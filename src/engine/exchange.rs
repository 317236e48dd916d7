//! Barrier-guarded hand-off of per-thread partials.
//!
//! Before a fold-shaped step rendezvous, every slave thread parks its merged
//! partial in its own slot; the coordinator drains the slots from inside its
//! barrier section. The array has no lock of its own: it is a bounded,
//! barrier-guarded shared array, not general shared mutable state.
//!
//! ## Access protocol
//!
//! * Slot `t` is written only by thread `t`, and only *before* that thread
//!   arrives at the barrier.
//! * Slots are read (taken) only by the coordinator, and only *inside* a
//!   [`MasterSection`](crate::engine::barrier::MasterSection), i.e. after all
//!   slaves have arrived and before any of them is released.
//!
//! The barrier's mutex orders slot writes before the coordinator's reads, and
//! the coordinator's reads before the next cycle's writes. Breaking either
//! rule is a data race, which is why the accessors are `unsafe`.

use std::cell::UnsafeCell;

use crate::engine::batch::Batch;
use crate::engine::step::MultiField;
use crate::engine::types::ThreadIndex;

/// Thread-level partial published for the coordinator.
pub enum Partial<B, M> {
    /// Single merged batch (Fold and Accumulate-fold steps).
    Batch(B),

    /// Merged multi-field aggregate.
    Fields(M),
}

/// One slot per thread.
pub struct Exchange<B, M> {
    slots: Box<[UnsafeCell<Option<Partial<B, M>>>]>,
}

// Sound under the access protocol above: every slot access is ordered by the
// phase barrier, so no two threads touch a slot concurrently.
unsafe impl<B: Send, M: Send> Sync for Exchange<B, M> {}

impl<B: Batch, M: MultiField<B>> Exchange<B, M> {
    /// Creates `threads` empty slots.
    pub fn new(threads: usize) -> Self {
        Self {
            slots: (0..threads).map(|_| UnsafeCell::new(None)).collect(),
        }
    }

    /// Publishes thread `thread`'s partial.
    ///
    /// # Safety
    /// Must be called by thread `thread` only, before it enters the barrier
    /// for the cycle in which the coordinator will take the slot.
    #[inline]
    pub unsafe fn publish(&self, thread: ThreadIndex, partial: Partial<B, M>) {
        // SAFETY: the caller is the sole writer of this slot and the
        // coordinator is not reading it until the barrier says so.
        unsafe { *self.slots[thread].get() = Some(partial) };
    }

    /// Takes thread `thread`'s partial, leaving the slot empty.
    ///
    /// # Safety
    /// Must be called by the coordinator only, while holding the master
    /// section of the cycle in which `thread` published.
    #[inline]
    pub unsafe fn take(&self, thread: ThreadIndex) -> Option<Partial<B, M>> {
        // SAFETY: every slave is parked in the barrier, so nobody else can
        // touch the slot until the section is released.
        unsafe { (*self.slots[thread].get()).take() }
    }
}

#[cfg(test)]
mod tests {
    use super::*;
    use crate::engine::barrier::PhaseBarrier;
    use crate::engine::batch::LaneBatch;
    use std::thread;

    type B = LaneBatch<u64, 2>;

    #[test]
    fn coordinator_collects_every_published_partial() {
        const THREADS: usize = 4;
        let barrier = PhaseBarrier::new(THREADS);
        let exchange: Exchange<B, ()> = Exchange::new(THREADS);

        let total = thread::scope(|s| {
            for t in 1..THREADS {
                let barrier = &barrier;
                let exchange = &exchange;
                s.spawn(move || {
                    for round in 0..10u64 {
                        let partial = B::splat(round + t as u64);
                        unsafe { exchange.publish(t, Partial::Batch(partial)) };
                        barrier.enter_as_slave();
                    }
                });
            }

            let mut total = 0u64;
            for _ in 0..10 {
                let section = barrier.enter_as_master();
                for t in 1..THREADS {
                    if let Some(Partial::Batch(b)) = unsafe { exchange.take(t) } {
                        total += b.as_slice()[0];
                    }
                }
                section.release();
            }
            total
        });

        // sum over rounds 0..10 and threads 1..4 of (round + t)
        assert_eq!(total, 3 * 45 + 10 * 6);
    }
}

Task goal: Write the material above out in full, exactly as it reads.

Result of this exercise:
filename src/engine/exchange.rs
repository 317236e48dd916d7
//! Barrier-guarded hand-off of per-thread partials.
//!
//! Before a fold-shaped step rendezvous, every slave thread parks its merged
//! partial in its own slot; the coordinator drains the slots from inside its
//! barrier section. The array has no lock of its own: it is a bounded,
//! barrier-guarded shared array, not general shared mutable state.
//!
//! ## Access protocol
//!
//! * Slot `t` is written only by thread `t`, and only *before* that thread
//!   arrives at the barrier.
//! * Slots are read (taken) only by the coordinator, and only *inside* a
//!   [`MasterSection`](crate::engine::barrier::MasterSection), i.e. after all
//!   slaves have arrived and before any of them is released.
//!
//! The barrier's mutex orders slot writes before the coordinator's reads, and
//! the coordinator's reads before the next cycle's writes. Breaking either
//! rule is a data race, which is why the accessors are `unsafe`.

use std::cell::UnsafeCell;

use crate::engine::batch::Batch;
use crate::engine::step::MultiField;
use crate::engine::types::ThreadIndex;

/// Thread-level partial published for the coordinator.
pub enum Partial<B, M> {
    /// Single merged batch (Fold and Accumulate-fold steps).
    Batch(B),

    /// Merged multi-field aggregate.
    Fields(M),
}

/// One slot per thread.
pub struct Exchange<B, M> {
    slots: Box<[UnsafeCell<Option<Partial<B, M>>>]>,
}

// Sound under the access protocol above: every slot access is ordered by the
// phase barrier, so no two threads touch a slot concurrently.
unsafe impl<B: Send, M: Send> Sync for Exchange<B, M> {}

impl<B: Batch, M: MultiField<B>> Exchange<B, M> {
    /// Creates `threads` empty slots.
    pub fn new(threads: usize) -> Self {
        Self {
            slots: (0..threads).map(|_| UnsafeCell::new(None)).collect(),
        }
    }

    /// Publishes thread `thread`'s partial.
    ///
    /// # Safety
    /// Must be called by thread `thread` only, before it enters the barrier
    /// for the cycle in which the coordinator will take the slot.
    #[inline]
    pub unsafe fn publish(&self, thread: ThreadIndex, partial: Partial<B, M>) {
        // SAFETY: the caller is the sole writer of this slot and the
        // coordinator is not reading it until the barrier says so.
        unsafe { *self.slots[thread].get() = Some(partial) };
    }

    /// Takes thread `thread`'s partial, leaving the slot empty.
    ///
    /// # Safety
    /// Must be called by the coordinator only, while holding the master
    /// section of the cycle in which `thread` published.
    #[inline]
    pub unsafe fn take(&self, thread: ThreadIndex) -> Option<Partial<B, M>> {
        // SAFETY: every slave is parked in the barrier, so nobody else can
        // touch the slot until the section is released.
        unsafe { (*self.slots[thread].get()).take() }
    }
}

#[cfg(test)]
mod tests {
    use super::*;
    use crate::engine::barrier::PhaseBarrier;
    use crate::engine::batch::LaneBatch;
    use std::thread;

    type B = LaneBatch<u64, 2>;

    #[test]
    fn coordinator_collects_every_published_partial() {
        const THREADS: usize = 4;
        let barrier = PhaseBarrier::new(THREADS);
        let exchange: Exchange<B, ()> = Exchange::new(THREADS);

        let total = thread::scope(|s| {
            for t in 1..THREADS {
                let barrier = &barrier;
                let exchange = &exchange;
                s.spawn(move || {
                    for round in 0..10u64 {
                        let partial = B::splat(round + t as u64);
                        unsafe { exchange.publish(t, Partial::Batch(partial)) };
                        barrier.enter_as_slave();
                    }
                });
            }

            let mut total = 0u64;
            for _ in 0..10 {
                let section = barrier.enter_as_master();
                for t in 1..THREADS {
                    if let Some(Partial::Batch(b)) = unsafe { exchange.take(t) } {
                        total += b.as_slice()[0];
                    }
                }
                section.release();
            }
            total
        });

        // sum over rounds 0..10 and threads 1..4 of (round + t)
        assert_eq!(total, 3 * 45 + 10 * 6);
    }
}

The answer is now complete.